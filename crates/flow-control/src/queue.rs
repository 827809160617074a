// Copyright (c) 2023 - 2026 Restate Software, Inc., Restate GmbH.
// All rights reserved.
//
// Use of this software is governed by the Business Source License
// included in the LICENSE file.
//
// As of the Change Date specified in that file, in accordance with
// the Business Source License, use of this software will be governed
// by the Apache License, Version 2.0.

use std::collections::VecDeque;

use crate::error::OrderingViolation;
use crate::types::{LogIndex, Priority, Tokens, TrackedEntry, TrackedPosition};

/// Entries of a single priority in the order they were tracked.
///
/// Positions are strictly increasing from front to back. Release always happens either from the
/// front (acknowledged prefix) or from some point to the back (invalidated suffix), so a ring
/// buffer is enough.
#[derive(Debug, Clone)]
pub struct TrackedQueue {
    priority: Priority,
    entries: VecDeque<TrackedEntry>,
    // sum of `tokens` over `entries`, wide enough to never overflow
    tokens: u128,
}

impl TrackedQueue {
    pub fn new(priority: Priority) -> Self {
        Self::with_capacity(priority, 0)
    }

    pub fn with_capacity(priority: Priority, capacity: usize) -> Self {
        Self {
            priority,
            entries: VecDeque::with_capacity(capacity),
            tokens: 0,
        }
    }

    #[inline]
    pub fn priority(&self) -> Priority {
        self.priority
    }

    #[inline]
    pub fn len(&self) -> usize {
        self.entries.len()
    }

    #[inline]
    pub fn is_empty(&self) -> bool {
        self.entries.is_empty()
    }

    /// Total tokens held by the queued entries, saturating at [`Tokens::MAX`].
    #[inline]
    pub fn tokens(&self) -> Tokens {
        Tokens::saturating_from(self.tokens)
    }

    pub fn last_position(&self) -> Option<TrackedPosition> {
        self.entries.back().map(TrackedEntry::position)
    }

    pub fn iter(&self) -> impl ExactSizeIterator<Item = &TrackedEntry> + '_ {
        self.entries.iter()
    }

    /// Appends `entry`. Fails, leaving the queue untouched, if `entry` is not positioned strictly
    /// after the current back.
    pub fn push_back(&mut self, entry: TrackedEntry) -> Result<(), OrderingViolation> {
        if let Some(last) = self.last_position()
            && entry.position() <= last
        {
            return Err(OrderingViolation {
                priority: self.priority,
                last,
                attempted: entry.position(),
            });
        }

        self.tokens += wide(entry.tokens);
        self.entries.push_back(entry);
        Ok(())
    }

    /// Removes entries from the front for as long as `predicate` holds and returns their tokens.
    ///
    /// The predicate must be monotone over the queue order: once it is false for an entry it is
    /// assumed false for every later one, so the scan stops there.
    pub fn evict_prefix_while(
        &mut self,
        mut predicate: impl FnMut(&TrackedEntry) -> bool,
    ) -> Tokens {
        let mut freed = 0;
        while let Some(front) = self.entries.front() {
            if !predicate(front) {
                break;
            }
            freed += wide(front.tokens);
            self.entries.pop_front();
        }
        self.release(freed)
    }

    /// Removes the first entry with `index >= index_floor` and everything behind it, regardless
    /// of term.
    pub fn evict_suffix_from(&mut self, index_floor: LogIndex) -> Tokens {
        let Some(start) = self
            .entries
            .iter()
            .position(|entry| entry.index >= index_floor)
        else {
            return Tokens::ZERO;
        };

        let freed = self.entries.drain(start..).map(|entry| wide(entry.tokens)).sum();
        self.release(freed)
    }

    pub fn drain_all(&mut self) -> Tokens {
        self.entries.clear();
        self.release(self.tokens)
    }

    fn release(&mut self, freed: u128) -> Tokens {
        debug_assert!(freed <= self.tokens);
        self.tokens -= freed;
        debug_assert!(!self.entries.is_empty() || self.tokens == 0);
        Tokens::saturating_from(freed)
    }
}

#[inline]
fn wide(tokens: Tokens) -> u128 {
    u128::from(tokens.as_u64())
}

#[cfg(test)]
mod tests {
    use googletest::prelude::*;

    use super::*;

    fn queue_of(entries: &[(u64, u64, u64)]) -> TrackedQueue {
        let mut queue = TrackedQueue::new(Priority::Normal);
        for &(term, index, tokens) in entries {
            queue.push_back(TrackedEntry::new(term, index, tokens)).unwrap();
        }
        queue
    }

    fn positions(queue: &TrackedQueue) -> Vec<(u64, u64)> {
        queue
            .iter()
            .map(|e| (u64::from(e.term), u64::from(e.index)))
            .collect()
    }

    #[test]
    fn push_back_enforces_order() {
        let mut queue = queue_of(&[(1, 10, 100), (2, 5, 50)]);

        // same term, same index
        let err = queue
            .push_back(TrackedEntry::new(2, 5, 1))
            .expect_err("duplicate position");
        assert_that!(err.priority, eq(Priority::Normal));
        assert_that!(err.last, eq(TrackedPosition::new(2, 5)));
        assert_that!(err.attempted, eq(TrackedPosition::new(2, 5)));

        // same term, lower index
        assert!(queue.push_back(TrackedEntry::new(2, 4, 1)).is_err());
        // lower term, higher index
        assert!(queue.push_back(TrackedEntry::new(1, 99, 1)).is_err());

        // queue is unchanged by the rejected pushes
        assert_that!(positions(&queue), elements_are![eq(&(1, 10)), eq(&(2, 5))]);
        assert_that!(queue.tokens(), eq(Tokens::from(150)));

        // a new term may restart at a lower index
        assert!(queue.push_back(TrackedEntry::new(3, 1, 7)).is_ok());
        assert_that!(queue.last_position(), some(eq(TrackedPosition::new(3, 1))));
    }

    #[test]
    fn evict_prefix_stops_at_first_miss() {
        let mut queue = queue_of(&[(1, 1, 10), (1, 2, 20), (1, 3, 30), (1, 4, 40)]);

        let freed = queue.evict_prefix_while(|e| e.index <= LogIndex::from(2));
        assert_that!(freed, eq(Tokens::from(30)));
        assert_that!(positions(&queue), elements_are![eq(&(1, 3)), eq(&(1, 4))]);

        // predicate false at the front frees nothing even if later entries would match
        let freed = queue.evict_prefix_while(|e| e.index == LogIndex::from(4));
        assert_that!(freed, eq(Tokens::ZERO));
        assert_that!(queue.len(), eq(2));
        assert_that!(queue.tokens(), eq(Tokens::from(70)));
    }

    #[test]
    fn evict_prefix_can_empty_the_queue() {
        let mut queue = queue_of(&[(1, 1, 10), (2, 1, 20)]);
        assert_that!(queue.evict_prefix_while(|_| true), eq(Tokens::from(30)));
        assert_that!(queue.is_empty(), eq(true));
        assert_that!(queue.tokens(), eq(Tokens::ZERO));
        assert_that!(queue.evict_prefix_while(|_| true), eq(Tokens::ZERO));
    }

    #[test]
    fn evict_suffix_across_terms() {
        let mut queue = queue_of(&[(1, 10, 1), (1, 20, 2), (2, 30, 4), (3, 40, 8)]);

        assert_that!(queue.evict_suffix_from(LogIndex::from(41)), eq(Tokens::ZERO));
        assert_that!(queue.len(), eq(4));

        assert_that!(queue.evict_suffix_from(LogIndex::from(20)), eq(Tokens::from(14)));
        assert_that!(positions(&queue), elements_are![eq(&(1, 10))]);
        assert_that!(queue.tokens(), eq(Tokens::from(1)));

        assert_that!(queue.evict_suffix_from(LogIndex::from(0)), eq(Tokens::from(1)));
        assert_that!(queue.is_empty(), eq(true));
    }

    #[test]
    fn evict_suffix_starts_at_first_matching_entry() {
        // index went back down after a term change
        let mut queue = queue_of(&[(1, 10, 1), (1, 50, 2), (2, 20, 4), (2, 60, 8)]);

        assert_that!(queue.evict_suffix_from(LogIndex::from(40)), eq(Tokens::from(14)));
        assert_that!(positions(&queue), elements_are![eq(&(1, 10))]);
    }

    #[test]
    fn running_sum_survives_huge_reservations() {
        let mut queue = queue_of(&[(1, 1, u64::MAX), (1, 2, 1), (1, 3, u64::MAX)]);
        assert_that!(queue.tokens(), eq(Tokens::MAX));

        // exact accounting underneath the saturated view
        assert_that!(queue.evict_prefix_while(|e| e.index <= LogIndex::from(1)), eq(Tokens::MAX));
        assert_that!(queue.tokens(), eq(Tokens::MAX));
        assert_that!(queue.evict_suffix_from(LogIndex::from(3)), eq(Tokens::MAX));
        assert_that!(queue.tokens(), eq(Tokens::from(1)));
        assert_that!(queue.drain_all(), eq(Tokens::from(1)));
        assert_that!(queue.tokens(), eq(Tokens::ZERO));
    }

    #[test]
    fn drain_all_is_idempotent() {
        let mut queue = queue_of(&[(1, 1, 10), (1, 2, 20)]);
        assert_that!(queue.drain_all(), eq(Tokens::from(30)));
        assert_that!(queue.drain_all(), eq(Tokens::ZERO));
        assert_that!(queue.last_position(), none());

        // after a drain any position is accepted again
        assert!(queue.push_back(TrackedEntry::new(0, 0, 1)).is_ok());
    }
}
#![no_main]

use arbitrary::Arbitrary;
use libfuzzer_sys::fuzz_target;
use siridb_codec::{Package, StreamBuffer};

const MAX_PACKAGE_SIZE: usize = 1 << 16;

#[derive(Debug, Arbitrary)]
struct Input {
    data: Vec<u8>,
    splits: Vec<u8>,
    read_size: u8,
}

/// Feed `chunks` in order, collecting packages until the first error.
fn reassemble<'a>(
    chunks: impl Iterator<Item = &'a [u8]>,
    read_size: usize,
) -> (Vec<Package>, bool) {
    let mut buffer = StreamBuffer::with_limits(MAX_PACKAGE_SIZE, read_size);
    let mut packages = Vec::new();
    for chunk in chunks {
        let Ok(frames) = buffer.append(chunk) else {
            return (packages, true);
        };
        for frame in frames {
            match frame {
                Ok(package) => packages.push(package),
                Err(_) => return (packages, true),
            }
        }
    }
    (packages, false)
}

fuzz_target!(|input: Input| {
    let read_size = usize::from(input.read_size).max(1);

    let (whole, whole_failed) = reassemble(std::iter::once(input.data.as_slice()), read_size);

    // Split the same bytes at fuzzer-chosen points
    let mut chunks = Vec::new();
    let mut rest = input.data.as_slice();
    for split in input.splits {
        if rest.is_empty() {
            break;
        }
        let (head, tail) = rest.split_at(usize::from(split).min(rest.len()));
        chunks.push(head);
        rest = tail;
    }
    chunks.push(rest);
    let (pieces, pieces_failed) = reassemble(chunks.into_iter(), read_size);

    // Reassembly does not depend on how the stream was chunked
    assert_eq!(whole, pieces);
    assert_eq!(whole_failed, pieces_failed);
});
══════════
Please go over the data above and copy each line with "same" in it.

◆ Result for this task ◆
        // same term, same index
        // same term, lower index
    // Split the same bytes at fuzzer-chosen points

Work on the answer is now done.